What’s stopping you from moving at work? Once you know this, you can figure out what to do about it. Here are some of the barriers I’ve noticed for myself.

  • Clothes – Work clothes can be restrictive, uncomfortable, hard to walk in, and downright unhealthy (here’s looking at you, high heels!). One of my favourite things about my new job is that I’m actually supposed to wear yoga clothes all day, but I know that’s not always a good option for the office. However, loose tops, comfortable pants, and minimal shoes can all be configured to look professional and still allow you to be healthy. Try my minimal shoe guide to start you off, and check out these awesome, dressy yoga pants to start giving you ideas.
  • Social Pressure – Do you feel ridiculous stretching at the office? That’s the trouble with being part of a paradigm shift – there can be a lot of pressure to stick with the status quo. To counteract this, can you find a friend or two who want to stretch with you? Alternatively, consider doing some mindfulness training to help you identify how much of this pressure is internally created. Or find an unused meeting room where you can spend two minutes stretching with no-one watching. Or just focus on walking and skip the stretches.
  • Time Pressure – Got a deadline? Your health is usually the first thing that gets sacrificed. So first, remember that most of us aren’t actually productive 100% of the time – taking breaks actually increases productivity for most people.

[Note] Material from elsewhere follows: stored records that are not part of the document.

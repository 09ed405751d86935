//! Hit-test & drag controller
//!
//! [`Compound3DManipulator`] presents a composite gizmo around the current
//! selection and turns pointer gestures on it into transform matrices. Each
//! gesture runs against a session snapshot taken at press time, so a drag is
//! always measured from its start state rather than composed from
//! intermediate increments.
//!
//! The state machine is `Idle → Pressed(kind, axis) → Dragging → Idle`; a
//! press that hits no handle stays in `Idle`, and a move without a live
//! session is a no-op.

use glam::{Mat4, Vec2, Vec3};

use crate::camera::{PERSPECTIVE_PIXELS_PER_UNIT, Viewport};
use crate::coords::CoordinateSystem;
use crate::draw::{
    Canvas, FEEDBACK_FILL, FEEDBACK_OUTLINE, HANDLE_BLUE, HANDLE_GREEN, HANDLE_ORANGE, HANDLE_RED,
    HandleIcon,
};
use crate::error::{GizmoError, GizmoResult};
use crate::handles::{CENTER_INDEX, HandleLayout, box_axis, box_handle_type};
use crate::style::Tuning;
use crate::types::{Axis, BoundingBox, HandleType, PointerEvent, Rect, ViewMode};
use crate::{gizmo_debug, gizmo_trace};

/// Emitted when a press lands on a handle
#[derive(Debug, Clone, Copy, PartialEq)]
pub struct HandlePressed {
    pub kind: HandleType,
    pub axis: Axis,
    /// Manipulator screen bounds at press time
    pub screen_bounds: Rect,
    /// Selection bounds (view space) at press time
    pub selection_bounds: BoundingBox,
}

/// Emitted for every pointer move of a live drag
#[derive(Debug, Clone, Copy, PartialEq)]
pub struct HandleDragged {
    pub kind: HandleType,
    pub axis: Axis,
    pub screen_bounds: Rect,
    pub selection_bounds: BoundingBox,
    /// Transform from original to dragged positions, to apply to the
    /// selection's objects or vertices
    pub transform: Mat4,
    /// Rotation angle in radians, for Rotate drags
    pub angle: Option<f32>,
    /// Primary and secondary scale factors, for Scale drags; the secondary
    /// is only meaningful for the combined UV handle
    pub scales: Option<(f32, f32)>,
}

/// Emitted when the pointer is released with a live drag
#[derive(Debug, Clone, Copy, PartialEq)]
pub struct HandleReleased {
    pub kind: HandleType,
    pub axis: Axis,
    pub screen_bounds: Rect,
    pub selection_bounds: BoundingBox,
}

/// State frozen at press time; every move of the gesture is interpreted
/// against it
#[derive(Debug, Clone)]
struct DragSession {
    kind: HandleType,
    axis: Axis,
    base_click: Vec2,
    /// World position drags are anchored to (selection center, or the
    /// externally supplied handle location)
    start_position: Vec3,
    screen_bounds: Rect,
    selection_bounds: BoundingBox,
    start_axis_length: f32,
    ring: usize,
    segment: usize,
    angle: f32,
}

impl DragSession {
    fn dragged(
        &self,
        transform: Mat4,
        angle: Option<f32>,
        scales: Option<(f32, f32)>,
    ) -> HandleDragged {
        HandleDragged {
            kind: self.kind,
            axis: self.axis,
            screen_bounds: self.screen_bounds,
            selection_bounds: self.selection_bounds,
            transform,
            angle,
            scales,
        }
    }
}

/// Composite move/scale/rotate manipulator around a selection
#[derive(Debug, Clone)]
pub struct Compound3DManipulator {
    view_mode: ViewMode,
    pqn_axes: Option<[Vec3; 3]>,
    rotate_around_selection_center: bool,
    /// Gizmo axis length in pixels; editable by the CONTROL scale drag
    axis_length: f32,
    tuning: Tuning,
    /// Selection center in world space; follows the live selection except
    /// while a Rotate or Scale drag freezes the gizmo in place
    center: Vec3,
    session: Option<DragSession>,
}

impl Default for Compound3DManipulator {
    fn default() -> Self {
        Self::new()
    }
}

Second, remember that there are lots of ways to move that don’t prevent you from working. I’m standing on one leg right now, exercising my lateral hip muscles, and typing like crazy.
  • Habit Changing – An article like this one is giving you about a billion things to try. It’s kind of too much. Try doing *one* of the things I’m suggesting here, not all of them. And once you’ve made that a habit, you can add another one.
  • A Hostile Workplace – There are some environments that truly make it impossible to move, for whatever reason. Thankfully, more and more companies are getting on the bandwagon and becoming more supportive of movement initiatives. But if you’re in the other type of workplace, maybe it’s time to start considering a change.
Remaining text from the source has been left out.